#### RECORDS FOR PROCESSING ####
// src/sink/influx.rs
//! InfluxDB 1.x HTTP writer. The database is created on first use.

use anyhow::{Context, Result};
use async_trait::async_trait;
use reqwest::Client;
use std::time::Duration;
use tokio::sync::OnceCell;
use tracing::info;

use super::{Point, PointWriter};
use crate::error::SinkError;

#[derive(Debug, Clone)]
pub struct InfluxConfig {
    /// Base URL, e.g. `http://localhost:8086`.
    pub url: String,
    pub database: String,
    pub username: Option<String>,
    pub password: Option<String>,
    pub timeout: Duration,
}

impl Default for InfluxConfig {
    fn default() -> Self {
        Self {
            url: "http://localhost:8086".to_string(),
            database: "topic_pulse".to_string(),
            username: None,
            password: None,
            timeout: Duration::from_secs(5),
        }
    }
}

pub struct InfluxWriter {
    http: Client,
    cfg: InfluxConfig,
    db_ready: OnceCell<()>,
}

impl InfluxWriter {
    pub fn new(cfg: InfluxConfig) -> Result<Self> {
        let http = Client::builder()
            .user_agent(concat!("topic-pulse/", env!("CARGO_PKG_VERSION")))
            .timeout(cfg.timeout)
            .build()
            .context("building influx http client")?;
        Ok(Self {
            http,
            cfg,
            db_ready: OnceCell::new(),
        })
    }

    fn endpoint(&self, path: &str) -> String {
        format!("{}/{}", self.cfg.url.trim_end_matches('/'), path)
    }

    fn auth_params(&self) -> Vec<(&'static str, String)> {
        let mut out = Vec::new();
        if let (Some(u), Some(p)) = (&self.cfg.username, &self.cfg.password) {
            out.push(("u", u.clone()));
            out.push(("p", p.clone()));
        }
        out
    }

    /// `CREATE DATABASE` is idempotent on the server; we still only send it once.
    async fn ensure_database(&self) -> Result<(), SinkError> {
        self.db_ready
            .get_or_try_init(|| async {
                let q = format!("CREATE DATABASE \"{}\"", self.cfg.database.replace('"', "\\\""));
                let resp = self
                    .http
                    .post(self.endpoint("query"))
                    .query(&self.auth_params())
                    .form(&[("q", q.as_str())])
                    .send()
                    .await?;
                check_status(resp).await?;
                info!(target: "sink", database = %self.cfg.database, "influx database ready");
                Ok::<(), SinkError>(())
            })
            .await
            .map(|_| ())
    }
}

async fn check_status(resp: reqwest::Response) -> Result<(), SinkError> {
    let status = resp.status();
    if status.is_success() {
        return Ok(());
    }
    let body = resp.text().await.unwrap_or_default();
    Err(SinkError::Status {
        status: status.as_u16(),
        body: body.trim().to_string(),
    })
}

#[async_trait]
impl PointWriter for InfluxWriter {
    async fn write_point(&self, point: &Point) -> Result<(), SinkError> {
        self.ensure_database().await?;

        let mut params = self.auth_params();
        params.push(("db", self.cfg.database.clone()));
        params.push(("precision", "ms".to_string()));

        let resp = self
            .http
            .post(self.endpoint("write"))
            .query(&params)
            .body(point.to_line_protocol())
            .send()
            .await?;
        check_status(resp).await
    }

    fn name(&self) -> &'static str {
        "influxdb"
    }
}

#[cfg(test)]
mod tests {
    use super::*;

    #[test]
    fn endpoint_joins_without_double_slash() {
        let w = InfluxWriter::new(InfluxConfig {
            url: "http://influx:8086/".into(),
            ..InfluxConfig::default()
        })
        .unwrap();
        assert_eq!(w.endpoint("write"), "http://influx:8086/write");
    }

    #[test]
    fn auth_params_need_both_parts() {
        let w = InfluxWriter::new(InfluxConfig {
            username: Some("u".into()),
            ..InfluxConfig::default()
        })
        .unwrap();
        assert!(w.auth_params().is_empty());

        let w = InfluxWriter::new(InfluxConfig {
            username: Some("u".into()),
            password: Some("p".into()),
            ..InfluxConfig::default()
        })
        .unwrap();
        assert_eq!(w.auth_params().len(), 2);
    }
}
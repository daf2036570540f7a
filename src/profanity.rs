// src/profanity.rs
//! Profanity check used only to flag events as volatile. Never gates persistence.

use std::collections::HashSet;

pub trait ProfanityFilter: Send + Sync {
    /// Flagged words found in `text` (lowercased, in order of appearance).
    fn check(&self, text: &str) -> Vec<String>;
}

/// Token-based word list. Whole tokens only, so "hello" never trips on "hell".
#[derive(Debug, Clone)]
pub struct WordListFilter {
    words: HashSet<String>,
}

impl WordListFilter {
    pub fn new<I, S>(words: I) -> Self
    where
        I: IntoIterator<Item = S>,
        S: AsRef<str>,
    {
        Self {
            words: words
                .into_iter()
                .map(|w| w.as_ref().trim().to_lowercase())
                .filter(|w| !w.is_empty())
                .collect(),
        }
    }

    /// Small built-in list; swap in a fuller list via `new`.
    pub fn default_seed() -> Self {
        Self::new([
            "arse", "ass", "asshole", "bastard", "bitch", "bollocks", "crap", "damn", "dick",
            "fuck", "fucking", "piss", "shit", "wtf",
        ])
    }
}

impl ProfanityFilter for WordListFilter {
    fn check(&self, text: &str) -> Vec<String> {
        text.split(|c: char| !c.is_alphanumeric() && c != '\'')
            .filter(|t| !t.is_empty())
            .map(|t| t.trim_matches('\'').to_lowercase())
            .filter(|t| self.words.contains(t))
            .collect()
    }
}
####
### WHAT TO DO
When a line of the records includes "format", that line belongs in the answer.

### RESULT OF THIS EXERCISE
        format!("{}/{}", self.cfg.url.trim_end_matches('/'), path)
                let q = format!("CREATE DATABASE \"{}\"", self.cfg.database.replace('"', "\\\""));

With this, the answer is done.